Третьего дня Ферзен пробрался в Манеж, где заседают депутаты. Он был поражён. В зале стоял гвалт, как на птичьем базаре; оратора было невозможно расслышать, потому что не меньше сотни других людей говорили одновременно с ним, перебивали, выкрикивали замечания с места; председатель тщетно призывал их к порядку. Это — дебаты? Значит, решения принимают не здесь, а в клубах, на тайных собраниях, и победят те, кто окажется достаточно ловок, чтобы настроить чернь против своих врагов.

В клубе якобинцев идёт поединок между Бриссо и Робеспьером. Бриссо, призывавший в декабре объявить войну немецким князьям, покровительствующим эмигрантам, и стереть Кобленц с лица земли, теперь провозглашает новый крестовый поход за свободу во всём мире (насилие всегда полагается совершать во имя высокой цели). Робеспьер сомневается в том, что "вооруженных миссионеров" примут по-братски как глашатаев счастья для рода человеческого. Бриссо и его друзья из Жиронды рвутся к власти, Робеспьер и стоящие за его спиной Марат и Дантон хотят не допустить их диктатуры, но они в меньшинстве, а отделившиеся от якобинцев фельяны только блеют, рыкающего льва среди них нет. Лафайет сейчас в Меце, король отдал под его начало Восточную армию. Генерал тоже за войну, в которой Людовик (по Конституции) будет главнокомандующим, и маршал Рошамбо уже в пути, чтобы принять командование Северной армией…

…Лицо Кроуфорда мокро от слёз: он только что из Тюильри. Он видел Антуанетту, он говорил с ней! Она поблагодарила его за всё, что он сделал для короля, но отказалась от предложения уехать одной, с детьми.

— Я отдал ей гемму. — Квентин показал пустую оправу для перстня. — Она сказала, что будет использовать её как печать, чтобы мы были уверены, что письмо точно от неё. Вы знаете, граф, это глупо, но я не могу отделаться от мысли: я видел её в последний раз. Наверное, это старость…

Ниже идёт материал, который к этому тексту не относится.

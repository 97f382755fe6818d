// SPDX-FileCopyrightText: 2026 Intervue Contributors
// SPDX-License-Identifier: MIT OR Apache-2.0

//! The retrieve → generate → evaluate flow for one question.

use std::sync::Arc;

use intervue_context::PromptBuilder;
use intervue_core::IntervueError;
use intervue_core::types::{
    AnswerRecord, Category, LengthTier, ModelIdentifier, SearchMode, SearchQuery,
};
use intervue_cost::CostEstimator;
use intervue_provider::ModelGateway;
use intervue_retrieval::Retriever;
use tracing::{debug, info};

use crate::evaluator::RelevanceEvaluator;

/// One caller request.
#[derive(Debug, Clone, PartialEq)]
pub struct AnswerRequest {
    pub question: String,
    pub category: Category,
    pub model: ModelIdentifier,
    pub mode: SearchMode,
    pub tier: LengthTier,
}

/// Owns the injected components and runs them in sequence.
pub struct RagPipeline {
    retriever: Retriever,
    prompt_builder: PromptBuilder,
    gateway: Arc<ModelGateway>,
    evaluator: RelevanceEvaluator,
    cost: CostEstimator,
}

impl RagPipeline {
    pub fn new(
        retriever: Retriever,
        gateway: Arc<ModelGateway>,
        evaluator: RelevanceEvaluator,
    ) -> Self {
        Self {
            retriever,
            prompt_builder: PromptBuilder::new(),
            gateway,
            evaluator,
            cost: CostEstimator::new(),
        }
    }

    /// Answer one question and score the answer.
    ///
    /// Cost covers the generation call only; judge tokens are reported
    /// separately in the record.
    pub async fn answer(&self, request: &AnswerRequest) -> Result<AnswerRecord, IntervueError> {
        // Reject both models before touching the search backend.
        for model in [&request.model, self.evaluator.judge_model()] {
            if !self.gateway.is_registered(model.provider()) {
                return Err(IntervueError::UnsupportedModel {
                    model: model.to_string(),
                });
            }
        }

        let retrieved = self
            .retriever
            .retrieve(&SearchQuery {
                text: request.question.clone(),
                category: request.category,
                mode: request.mode,
            })
            .await?;

        let prompt = self.prompt_builder.build(
            &request.question,
            request.category,
            retrieved.documents(),
            request.tier,
        );
        debug!(%prompt, "generation prompt");

        let generation = self.gateway.generate(&prompt, &request.model).await?;
        let verdict = self
            .evaluator
            .evaluate(&request.question, &generation.answer)
            .await?;
        let cost = self.cost.estimate(&request.model, &generation.usage);

        info!(
            model = %request.model,
            category = %request.category,
            mode = %request.mode,
            documents = retrieved.len(),
            relevance = %verdict.label,
            cost,
            "question answered"
        );

        Ok(AnswerRecord::new(&request.model, generation, verdict, cost))
    }
}
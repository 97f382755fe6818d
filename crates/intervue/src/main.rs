// SPDX-FileCopyrightText: 2026 Intervue Contributors
// SPDX-License-Identifier: MIT OR Apache-2.0

//! Intervue - interview preparation with retrieval-augmented answers.
//!
//! This is the binary entry point: a thin developer front end over the
//! pipeline crates.

mod ask;
mod doctor;

use std::path::PathBuf;

use clap::{Parser, Subcommand};
use intervue_config::IntervueConfig;
use intervue_core::{Category, LengthTier, ModelIdentifier, SearchMode};
use intervue_provider::{KNOWN_MODELS, ModelGateway};

/// Intervue - interview preparation with retrieval-augmented answers.
#[derive(Parser, Debug)]
#[command(name = "intervue", version, about, long_about = None)]
struct Cli {
    /// Read configuration from this file instead of the standard locations.
    #[arg(long, global = true, value_name = "PATH")]
    config: Option<PathBuf>,

    #[command(subcommand)]
    command: Option<Commands>,
}

/// Available subcommands.
#[derive(Subcommand, Debug)]
enum Commands {
    /// Answer one interview question and print the scored record as JSON.
    Ask(AskArgs),
    /// Check search backend, embedding model and provider reachability.
    Doctor {
        /// Disable colored output.
        #[arg(long)]
        plain: bool,
    },
    /// List selectable model identifiers.
    Models,
}

#[derive(clap::Args, Debug)]
pub(crate) struct AskArgs {
    /// The interview question.
    pub question: String,

    /// Candidate profile: `de` / `data engineer` or `mle` / `machine learning engineer`.
    #[arg(long, short = 'c', default_value = "de")]
    pub category: Category,

    /// Generation model as `<provider>/<model>`.
    #[arg(long, short = 'm', default_value = "ollama/phi3.5")]
    pub model: ModelIdentifier,

    /// Retrieval mode: `lexical` or `vector`.
    #[arg(long, default_value = "lexical")]
    pub mode: SearchMode,

    /// Answer length: `short`, `medium` or `long`.
    #[arg(long, short = 'l', default_value = "short")]
    pub length: LengthTier,
}

#[tokio::main]
async fn main() {
    let cli = Cli::parse();

    let loaded = match &cli.config {
        Some(path) => intervue_config::load_and_validate_path(path),
        None => intervue_config::load_and_validate(),
    };
    let config = match loaded {
        Ok(config) => config,
        Err(errors) => {
            intervue_config::render_errors(&errors);
            std::process::exit(1);
        }
    };

    init_tracing(&config.log_level);

    let outcome = match cli.command {
        Some(Commands::Ask(args)) => ask::run_ask(&config, args).await,
        Some(Commands::Doctor { plain }) => doctor::run_doctor(&config, plain).await,
        Some(Commands::Models) => {
            list_models(&config);
            Ok(())
        }
        None => {
            println!("intervue: use --help for available commands");
            Ok(())
        }
    };

    if let Err(e) = outcome {
        eprintln!("error: {e}");
        std::process::exit(1);
    }
}

fn list_models(config: &IntervueConfig) {
    // Constructing providers performs no I/O.
    let gateway = ModelGateway::from_config(config).ok();
    for raw in KNOWN_MODELS {
        let available = match (&gateway, ModelIdentifier::parse(raw)) {
            (Some(gateway), Ok(model)) => gateway.is_registered(model.provider()),
            _ => false,
        };
        if available {
            println!("{raw}");
        } else {
            println!("{raw}  (unavailable: provider not configured)");
        }
    }
}

/// Logs go to stderr so `ask` output stays machine-readable.
fn init_tracing(log_level: &str) {
    use tracing_subscriber::EnvFilter;

    let filter = EnvFilter::try_from_default_env()
        .unwrap_or_else(|_| EnvFilter::new(format!("intervue={log_level},warn")));

    tracing_subscriber::fmt()
        .with_env_filter(filter)
        .with_writer(std::io::stderr)
        .with_target(true)
        .with_thread_names(false)
        .init();
}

Комок в горле помешал Акселю ответить. Он помнил эту камею, привезенную Кроуфордом из Рима. Впервые орел с оливковой ветвью в клюве станет вестником несчастья…

* * *

"Обескураженный презрением двора и лишенный надежды играть какую-либо роль в Париже, он видел единственный выход в смерти, однако новоявленному Катону не хватило мужества, чтобы свершить задуманное: рука дрогнула… Любовь к жизни возобладала; позвали хирурга. Граф доказал, что не умел ни жить, ни умереть". Какая мерзость. Ладно бы ещё немецкие газеты, но парижская! "Новости со всего света". "Универсальный вестник" стали издавать в декабре 1789 года именно для того, чтобы сообщать читателю правдивые известия. Прошло чуть больше двух лет, и эта газета скатилась до слухов и сплетен! Филипп де Сегюр швырнул её на пол.

Когда ты полон желчи, новой горечи уже не чувствуешь. Филипп не испытывал ни гнева, ни возмущения — полная опустошенность. Что дальше? Опять возвращаться?

Весь прошлый год он пытался уехать из Франции под благовидным предлогом. Добился своего назначения послом в Швецию — Густав III не пожелал его принять: этот просвещенный деспот считал воззрения Сегюра слишком либеральными, да и дружба Филиппа с императрицей Екатериной была не по нраву королю, который только что проиграл войну с Россией, хотя был совершенно уверен в победе. Долгий путь до Чивита-Веккия в весеннюю распутицу оказался проделан совершенно напрасно: папа Пий VI отказался принять посланца Революции, спутав присягу, которую Сегюр как чиновник принес Нации, закону и королю, с гражданской присягой для духовенства. По возвращении в Париж Филиппу устроили триумфальный прием как жертве обскурантизма, но испытанное им воодушевление быстро уступило место страху. Впервые увидев короля после злосчастного побега, Сегюр понял, что заблуждался, споря с Гаверниром Моррисом: Людовик XVI не способен возглавить революцию. Но кто тогда? Месье и Артуа за границей, Филипп Орлеанский заделался якобинцем, дофин ещё дитя… Маркиз де Кондорсе произнёс в Национальном собрании речь "О Республике: нужен ли король для поддержания свободы?" — ее тотчас напечатали для распространения. Сегюр не удержался от ответа: "Пока наследственный трон не станет могилой личных амбиций, каждый пылкий гений будет преследовать мечту сделаться первым человеком в республике". Кондорсе рассуждает как математик, но люди не числа. Чтобы придать себе вес, нужна сила — увы, это закон физики… Установление республики неизбежно повлечет за собой войну; надо уезжать.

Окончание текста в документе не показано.